Eigentlich braucht man die ganze Vorarbeit nicht, wenn man pandas richtig benutzt:
Code: Alles auswählen
from io import StringIO
import pandas as pd
TEST_STREAM = StringIO("""\
27.03.2019;17:18:26;000000470.243600;1100001x;800A6AD0;00000010;
ErrorFrames: 0 4702439 1 0 0 1
27.03.2019;17:18:26;000000470.243900;10008x;00000000;00000000;
27.03.2019;17:18:26;000000470.246200;DD00011x;8002019E;00000088;
ErrorFrames: 0 4702644 1 0 0 2
27.03.2019;17:18:26;000000470.264400;20008x;00000000;00000000;""")
def parse_data(stream):
df = pd.read_csv(stream, sep=';', usecols=range(6), header=None)
errors = df[0].str.startswith('ErrorFrames')
return (df[~errors], df[errors])
def main():
ok, errors = parse_data(TEST_STREAM)
print(ok)
print(errors)
if __name__ == '__main__':
main()
Und hier werden die Fehler als eigener DataFrame geliefert:
Unschön daran ist, dass man den DataFrame für die Fehler neu bauen muss und dass dabei die Original-Indexwerte futsch sind. Das geht bestimmt noch besser...
Code: Alles auswählen
from io import StringIO
import pandas as pd
TEST_STREAM = StringIO("""\
27.03.2019;17:18:26;000000470.243600;1100001x;800A6AD0;00000010;
ErrorFrames: 0 4702439 1 0 0 1
27.03.2019;17:18:26;000000470.243900;10008x;00000000;00000000;
27.03.2019;17:18:26;000000470.246200;DD00011x;8002019E;00000088;
ErrorFrames: 0 4702644 1 0 0 2
27.03.2019;17:18:26;000000470.264400;20008x;00000000;00000000;""")
def parse_data(stream):
df = pd.read_csv(stream, sep=';', usecols=range(6), header=None)

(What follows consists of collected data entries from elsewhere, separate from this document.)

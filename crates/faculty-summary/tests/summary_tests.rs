//! Mock-based tests for the summary generation operation.

use std::sync::Arc;

use serde_json::json;
use wiremock::matchers::{method, path, query_param};
use wiremock::{Mock, MockServer, ResponseTemplate};

use faculty_summary::client::AuthorDirectoryClient;
use faculty_summary::config::Config;
use faculty_summary::error::OpError;
use faculty_summary::ops::{self, OpContext};

/// Create an operation context pointed at a mock directory.
fn setup_test_context(mock_server: &MockServer) -> OpContext {
    let config = Config::for_testing(&mock_server.uri());
    let client = AuthorDirectoryClient::new(config).unwrap();
    OpContext::new(Arc::new(client))
}

/// Mount a search returning a single candidate.
async fn mount_search(mock_server: &MockServer, query: &str, author_id: &str) {
    Mock::given(method("GET"))
        .and(path("/graph/v1/author/search"))
        .and(query_param("query", query))
        .respond_with(ResponseTemplate::new(200).set_body_json(json!({
            "total": 1,
            "offset": 0,
            "data": [{ "authorId": author_id, "name": query }]
        })))
        .mount(mock_server)
        .await;
}

fn paper_json(title: &str, year: i32, citations: i64) -> serde_json::Value {
    json!({ "title": title, "year": year, "citationCount": citations })
}

#[tokio::test]
async fn test_summary_happy_path_projection() {
    let mock_server = MockServer::start().await;
    mount_search(&mock_server, "Jane Smith", "42").await;

    Mock::given(method("GET"))
        .and(path("/graph/v1/author/42"))
        .respond_with(ResponseTemplate::new(200).set_body_json(json!({
            "authorId": "42",
            "name": "Jane Smith",
            "affiliations": ["MIT"],
            "url": "https://directory.example/author/42",
            "citationCount": 1234,
            "papers": [
                paper_json("First Paper", 2019, 300),
                paper_json("Second Paper", 2021, 40),
            ]
        })))
        .mount(&mock_server)
        .await;

    let ctx = setup_test_context(&mock_server);
    let summary = ops::generate_summary(&ctx, "Jane Smith").await.unwrap();

    assert_eq!(summary.exact_name, "Jane Smith");
    assert_eq!(summary.affiliation, "MIT");
    assert_eq!(summary.total_citations, 1234);
    assert_eq!(summary.profile_link, "https://directory.example/author/42");
    assert_eq!(summary.publications.len(), 2);
    assert_eq!(summary.publications[0].title, "First Paper");
    assert_eq!(summary.publications[0].year, "2019");
    assert_eq!(summary.publications[0].citations, 300);
}

#[tokio::test]
async fn test_summary_caps_publications_at_five() {
    let mock_server = MockServer::start().await;
    mount_search(&mock_server, "Prolific Author", "7").await;

    let papers: Vec<_> = (0..8).map(|i| paper_json(&format!("Paper {i}"), 2015 + i, 5)).collect();

    Mock::given(method("GET"))
        .and(path("/graph/v1/author/7"))
        .respond_with(ResponseTemplate::new(200).set_body_json(json!({
            "authorId": "7",
            "name": "Prolific Author",
            "papers": papers
        })))
        .mount(&mock_server)
        .await;

    let ctx = setup_test_context(&mock_server);
    let summary = ops::generate_summary(&ctx, "Prolific Author").await.unwrap();

    assert_eq!(summary.publications.len(), 5);
    assert_eq!(summary.publications[4].title, "Paper 4");
}

#[tokio::test]
async fn test_summary_defaults_for_sparse_profile() {
    let mock_server = MockServer::start().await;
    mount_search(&mock_server, "Sparse Author", "9").await;

    Mock::given(method("GET"))
        .and(path("/graph/v1/author/9"))
        .respond_with(ResponseTemplate::new(200).set_body_json(json!({
            "authorId": "9",
            "papers": [{}]
        })))
        .mount(&mock_server)
        .await;

    let ctx = setup_test_context(&mock_server);
    let summary = ops::generate_summary(&ctx, "Sparse Author").await.unwrap();

    assert_eq!(summary.exact_name, "N/A");
    assert_eq!(summary.affiliation, "N/A");
    assert_eq!(summary.total_citations, 0);
    assert_eq!(summary.profile_link, "");
    assert_eq!(summary.publications[0].title, "N/A");
    assert_eq!(summary.publications[0].year, "N/A");
    assert_eq!(summary.publications[0].citations, 0);
}

#[tokio::test]
async fn test_summary_no_match_is_not_found() {
    let mock_server = MockServer::start().await;

    Mock::given(method("GET"))
        .and(path("/graph/v1/author/search"))
        .respond_with(ResponseTemplate::new(200).set_body_json(json!({
            "total": 0,
            "offset": 0,
            "data": []
        })))
        .mount(&mock_server)
        .await;

    let ctx = setup_test_context(&mock_server);
    let err = ops::generate_summary(&ctx, "Unknown Person").await.unwrap_err();

    assert!(matches!(err, OpError::NotFound { .. }));
    assert_eq!(err.to_string(), "No data found for 'Unknown Person'.");
}

#[tokio::test]
async fn test_summary_blank_name_makes_no_directory_call() {
    let mock_server = MockServer::start().await;

    Mock::given(method("GET"))
        .and(path("/graph/v1/author/search"))
        .respond_with(ResponseTemplate::new(200).set_body_json(json!({ "data": [] })))
        .expect(0)
        .mount(&mock_server)
        .await;

    let ctx = setup_test_context(&mock_server);
    let err = ops::generate_summary(&ctx, "").await.unwrap_err();

    assert!(matches!(err, OpError::InvalidInput { .. }));
    assert_eq!(err.to_string(), "Faculty name is required.");
}

#[tokio::test]
async fn test_summary_fault_during_fill_is_upstream() {
    let mock_server = MockServer::start().await;
    mount_search(&mock_server, "Flaky Author", "13").await;

    Mock::given(method("GET"))
        .and(path("/graph/v1/author/13"))
        .respond_with(ResponseTemplate::new(500).set_body_string("connection reset by peer"))
        .mount(&mock_server)
        .await;

    let ctx = setup_test_context(&mock_server);
    let err = ops::generate_summary(&ctx, "Flaky Author").await.unwrap_err();

    assert!(matches!(err, OpError::Upstream(_)));
    assert!(err.to_string().contains("connection reset by peer"));
}

#[tokio::test]
async fn test_summary_consumes_only_first_candidate() {
    let mock_server = MockServer::start().await;

    Mock::given(method("GET"))
        .and(path("/graph/v1/author/search"))
        .and(query_param("limit", "1"))
        .respond_with(ResponseTemplate::new(200).set_body_json(json!({
            "total": 2,
            "data": [
                { "authorId": "first", "name": "First Match" },
                { "authorId": "second", "name": "Second Match" }
            ]
        })))
        .expect(1)
        .mount(&mock_server)
        .await;

    Mock::given(method("GET"))
        .and(path("/graph/v1/author/first"))
        .respond_with(ResponseTemplate::new(200).set_body_json(json!({
            "authorId": "first",
            "name": "First Match"
        })))
        .expect(1)
        .mount(&mock_server)
        .await;

    let ctx = setup_test_context(&mock_server);
    let summary = ops::generate_summary(&ctx, "ambiguous").await.unwrap();

    assert_eq!(summary.exact_name, "First Match");
}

is_error = df[0].str.startswith('ErrorFrames')
errors = df[0][is_error].str.split()
return df[~is_error], pd.DataFrame(list(errors))
def main():
df, errors = parse_data(TEST_STREAM)
print(df, errors, sep='\n')
if __name__ == '__main__':
main()
Nochmal überarbeitet mit Spaltennamen (soweit ich diese herleiten konnte) und ein paar Verbesserungen für die Fehler-Frames. Sie haben jetzt den Original-Index. Zu beachten ist allerdings, dass sich die Spalten unterschieden.
Code: Alles auswählen
from io import StringIO
import pandas as pd
HEADINGS = ['Datum', 'Zeit', 'Dauer', 'A', 'B', 'C', 'D']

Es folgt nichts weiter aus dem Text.